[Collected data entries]
******
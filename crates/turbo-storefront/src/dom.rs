//! Document seam.
//!
//! Handlers never touch a browser API directly; they read and write the page
//! through [`Document`], keyed by element id. A browser binding implements it
//! over the real DOM, [`MemoryDocument`](crate::MemoryDocument) keeps the page
//! in memory.

use crate::SyncError;

/// One label/value row of a variant's attribute list.
#[derive(Debug, Clone, PartialEq, Eq)]
pub struct AttributeRow {
    pub label: String,
    pub value: String,
}

impl AttributeRow {
    pub fn new(label: impl Into<String>, value: impl Into<String>) -> Self {
        Self {
            label: label.into(),
            value: value.into(),
        }
    }
}

/// Page access used by every handler.
///
/// Getters return `None` for unknown ids; setters fail with
/// [`SyncError::MissingElement`].
pub trait Document {
    /// Current page URL.
    fn location(&self) -> String;

    /// Raw `document.cookie` string.
    fn cookie(&self) -> String;

    /// Form control value.
    fn value(&self, id: &str) -> Option<String>;
    fn set_value(&mut self, id: &str, value: &str) -> Result<(), SyncError>;

    /// Visible text of an element.
    fn text(&self, id: &str) -> Option<String>;
    /// Replace the content with plain text.
    fn set_text(&mut self, id: &str, text: &str) -> Result<(), SyncError>;

    fn inner_html(&self, id: &str) -> Option<String>;
    fn set_inner_html(&mut self, id: &str, html: &str) -> Result<(), SyncError>;
    /// Insert markup at the end of the element.
    fn append_html(&mut self, id: &str, html: &str) -> Result<(), SyncError>;

    fn attribute(&self, id: &str, name: &str) -> Option<String>;
    fn set_attribute(&mut self, id: &str, name: &str, value: &str) -> Result<(), SyncError>;

    fn is_disabled(&self, id: &str) -> Option<bool>;
    fn set_disabled(&mut self, id: &str, disabled: bool) -> Result<(), SyncError>;

    fn has_class(&self, id: &str, class: &str) -> bool;
    fn set_class_name(&mut self, id: &str, class_name: &str) -> Result<(), SyncError>;
    fn add_class(&mut self, id: &str, class: &str) -> Result<(), SyncError>;
    fn remove_class(&mut self, id: &str, class: &str) -> Result<(), SyncError>;

    /// Ids of every element carrying `class`, in document order.
    fn ids_with_class(&self, class: &str) -> Vec<String>;

    /// Detach an element. Returns whether it existed.
    fn remove_element(&mut self, id: &str) -> bool;

    /// Every attribute row with `row_class`, in document order.
    fn attribute_rows(&self, row_class: &str) -> Vec<AttributeRow>;
    /// Replace the rows of the list `list_id`.
    fn set_attribute_rows(
        &mut self,
        list_id: &str,
        row_class: &str,
        rows: &[AttributeRow],
    ) -> Result<(), SyncError>;

    /// Blocking notice.
    fn alert(&mut self, message: &str);
    /// Blocking yes/no prompt.
    fn confirm(&mut self, message: &str) -> bool;
    /// Leave the page.
    fn navigate(&mut self, url: &str);
}

pub(crate) fn require_value<D: Document + ?Sized>(dom: &D, id: &str) -> Result<String, SyncError> {
    dom.value(id)
        .ok_or_else(|| SyncError::MissingElement(id.to_string()))
}

pub(crate) fn require_attribute<D: Document + ?Sized>(
    dom: &D,
    id: &str,
    name: &str,
) -> Result<String, SyncError> {
    dom.attribute(id, name)
        .ok_or_else(|| SyncError::MissingElement(format!("{}[{}]", id, name)))
}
******
Reproduce exactly, and only, the lines from the start of the entries through the one that contains "pub fn new(label: impl".

filename crates/turbo-storefront/src/dom.rs
//! Document seam.
//!
//! Handlers never touch a browser API directly; they read and write the page
//! through [`Document`], keyed by element id. A browser binding implements it
//! over the real DOM, [`MemoryDocument`](crate::MemoryDocument) keeps the page
//! in memory.

use crate::SyncError;

/// One label/value row of a variant's attribute list.
#[derive(Debug, Clone, PartialEq, Eq)]
pub struct AttributeRow {
    pub label: String,
    pub value: String,
}

impl AttributeRow {
    pub fn new(label: impl Into<String>, value: impl Into<String>) -> Self {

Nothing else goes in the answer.